WHAT THE TASK REQUIRES: Scan the entries below. Report each line where the string "crate" occurs.

Collected data entries
⁂

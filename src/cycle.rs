//! Four-point cycle detection on the tail of the residue.
//!
//! ```text
//!                  * D
//!                 / \       Closed, if min(B,C) >= min(A,D) && max(B,C) <= max(A,D)
//!          B *<--/          Slope B-C is counted and removed from residue
//!           / \ /
//!          /   * C
//!       \ /
//!        * A
//! ```

use crate::residue::Residue;
use crate::sample::Sample;

/// Whether the inner range B-C lies within the outer range A-D.
///
/// Only values are compared; the caller's tuples stay untouched.
pub fn is_closed(a: f64, b: f64, c: f64, d: f64) -> bool {
    let (inner_lo, inner_hi) = if b > c { (c, b) } else { (b, c) };
    let (outer_lo, outer_hi) = if a > d { (d, a) } else { (a, d) };
    outer_lo <= inner_lo && inner_hi <= outer_hi
}

/// Extracts closed cycles from the last four confirmed residue points until
/// the test fails or fewer than four points remain.
///
/// `on_cycle` receives the original `from` (B) and `to` (C) points of every
/// closed cycle before both are removed from the residue. Returns the number
/// of cycles found.
pub fn find_cycles<F>(residue: &mut Residue, mut on_cycle: F) -> usize
where
    F: FnMut(&Sample, &Sample),
{
    let mut found = 0;
    while residue.len() >= 4 {
        let idx = residue.len() - 4;
        let (from, to) = {
            let tail = &residue.as_slice()[idx..];
            if !is_closed(tail[0].value, tail[1].value, tail[2].value, tail[3].value) {
                break;
            }
            (tail[1], tail[2])
        };
        on_cycle(&from, &to);
        residue.remove(idx + 1, 2);
        found += 1;
    }
    found
}

#[cfg(test)]
mod tests {
    use super::*;

    fn residue_of(values: &[f64]) -> Residue {
        let mut residue = Residue::owned(Vec::new(), 16);
        for (i, &v) in values.iter().enumerate() {
            residue.push(Sample::new(v, 0, i as u64 + 1)).unwrap();
        }
        residue
    }

    #[test]
    fn test_closure_condition() {
        assert!(is_closed(1.0, 3.0, 2.0, 4.0));
        assert!(is_closed(4.0, 2.0, 3.0, 1.0));
        // Equal extremes still close
        assert!(is_closed(1.0, 4.0, 1.0, 4.0));
        assert!(!is_closed(2.0, 3.0, 1.0, 4.0));
        assert!(!is_closed(1.0, 4.0, 2.0, 3.0));
    }

    #[test]
    fn test_single_cycle_keeps_outer_points() {
        let mut residue = residue_of(&[1.0, 3.0, 2.0, 4.0]);
        let mut cycles = Vec::new();
        let n = find_cycles(&mut residue, |from, to| cycles.push((from.pos, to.pos)));
        assert_eq!(n, 1);
        assert_eq!(cycles, vec![(2, 3)]);
        let kept: Vec<u64> = residue.iter().map(|s| s.pos).collect();
        assert_eq!(kept, vec![1, 4]);
    }

    #[test]
    fn test_cascading_closures() {
        // Converging residue, nothing closes yet
        let mut residue = residue_of(&[0.0, 6.0, 1.0, 5.0, 2.0, 4.0]);
        assert_eq!(find_cycles(&mut residue, |_, _| {}), 0);

        // A deep valley closes 2-4, then 1-5
        residue.push(Sample::new(-1.0, 0, 7)).unwrap();
        let mut cycles = Vec::new();
        let n = find_cycles(&mut residue, |from, to| cycles.push((from.value, to.value)));
        assert_eq!(n, 2);
        assert_eq!(cycles, vec![(2.0, 4.0), (1.0, 5.0)]);
        let values: Vec<f64> = residue.iter().map(|s| s.value).collect();
        assert_eq!(values, vec![0.0, 6.0, -1.0]);
    }

    #[test]
    fn test_no_scan_below_four_points() {
        let mut residue = residue_of(&[1.0, 3.0, 2.0]);
        assert_eq!(find_cycles(&mut residue, |_, _| panic!("no cycle expected")), 0);
        assert_eq!(residue.len(), 3);
    }
}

⁂

TASK ANSWER:
use crate::residue::Residue;
use crate::sample::Sample;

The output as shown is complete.